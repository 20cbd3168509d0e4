//! Enqueueability policy.
//!
//! A valid mention joins the queue only if every gate passes:
//!
//! - **not already queued**: the same pair is not waiting
//! - **failure budget**: its source has failed verification at most
//!   [`DEFAULT_FAILURE_BUDGET`] times. This is per source, so a broken
//!   source is cut off whatever target it claims
//! - **freshness**: the pair was not verified within the last
//!   [`DEFAULT_FRESHNESS_HOURS`] hours. Older records may be re-verified
//!   since pages change
//! - **queue depth**: the queue is below its configured cap
//!
//! Rejections carry no side effects. They are surfaced to senders as
//! "try later", not as client errors.

use chrono::{DateTime, Duration, Utc};
use thiserror::Error;

use super::pending::PendingQueue;
use crate::persistence::{FailureCounter, NotificationStore};
use crate::types::Mention;

/// Failures tolerated per source before it is refused.
pub const DEFAULT_FAILURE_BUDGET: u32 = 5;

/// Hours after a verification before the same pair may be re-verified.
pub const DEFAULT_FRESHNESS_HOURS: i64 = 24;

/// Default cap on pending mentions.
pub const DEFAULT_MAX_QUEUE_DEPTH: usize = 10_000;

/// Why a valid mention was not queued.
#[derive(Debug, Clone, PartialEq, Eq, Error)]
pub enum AdmissionError {
    #[error("mention is already queued")]
    AlreadyQueued,

    #[error("source has failed verification {failures} times")]
    FailureBudgetExhausted { failures: u32 },

    #[error("mention was verified at {validated_at}")]
    RecentlyVerified { validated_at: DateTime<Utc> },

    #[error("queue is full ({depth} pending)")]
    QueueFull { depth: usize },
}

/// Thresholds applied at admission.
#[derive(Debug, Clone, Copy, PartialEq, Eq)]
pub struct AdmissionPolicy {
    /// A source is refused once its failure count exceeds this.
    pub failure_budget: u32,

    /// Minimum age of a verified record before the pair is re-admitted.
    pub freshness_window: Duration,

    /// Maximum number of pending mentions.
    pub max_queue_depth: usize,
}

impl Default for AdmissionPolicy {
    fn default() -> Self {
        Self::new()
    }
}

impl AdmissionPolicy {
    pub fn new() -> Self {
        AdmissionPolicy {
            failure_budget: DEFAULT_FAILURE_BUDGET,
            freshness_window: Duration::hours(DEFAULT_FRESHNESS_HOURS),
            max_queue_depth: DEFAULT_MAX_QUEUE_DEPTH,
        }
    }

    pub fn with_max_queue_depth(mut self, max_queue_depth: usize) -> Self {
        self.max_queue_depth = max_queue_depth;
        self
    }
}

/// Decides whether `mention` may be queued at time `now`.
pub fn check_admission(
    policy: &AdmissionPolicy,
    queue: &PendingQueue,
    store: &NotificationStore,
    failures: &FailureCounter,
    mention: &Mention,
    now: DateTime<Utc>,
) -> Result<(), AdmissionError> {
    if queue.contains(mention) {
        return Err(AdmissionError::AlreadyQueued);
    }

    let count = failures.count(&mention.source);
    if count > policy.failure_budget {
        return Err(AdmissionError::FailureBudgetExhausted { failures: count });
    }

    if let Some(record) = store.find(&mention.source, &mention.target)
        && record.is_fresh(now, policy.freshness_window)
    {
        return Err(AdmissionError::RecentlyVerified {
            validated_at: record.validated_at,
        });
    }

    if queue.len() >= policy.max_queue_depth {
        return Err(AdmissionError::QueueFull { depth: queue.len() });
    }

    Ok(())
}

########################################

(Exercise instructions)
Take the entries above and return only the lines from the one with "records may be re-verified" to the one with "pub const DEFAULT_FAILURE_BUDGET: u32 = 5;", both included, unchanged.

(Answer box)
//!   [`DEFAULT_FRESHNESS_HOURS`] hours. Older records may be re-verified
//!   since pages change
//! - **queue depth**: the queue is below its configured cap
//!
//! Rejections carry no side effects. They are surfaced to senders as
//! "try later", not as client errors.

use chrono::{DateTime, Duration, Utc};
use thiserror::Error;

use super::pending::PendingQueue;
use crate::persistence::{FailureCounter, NotificationStore};
use crate::types::Mention;

/// Failures tolerated per source before it is refused.
pub const DEFAULT_FAILURE_BUDGET: u32 = 5;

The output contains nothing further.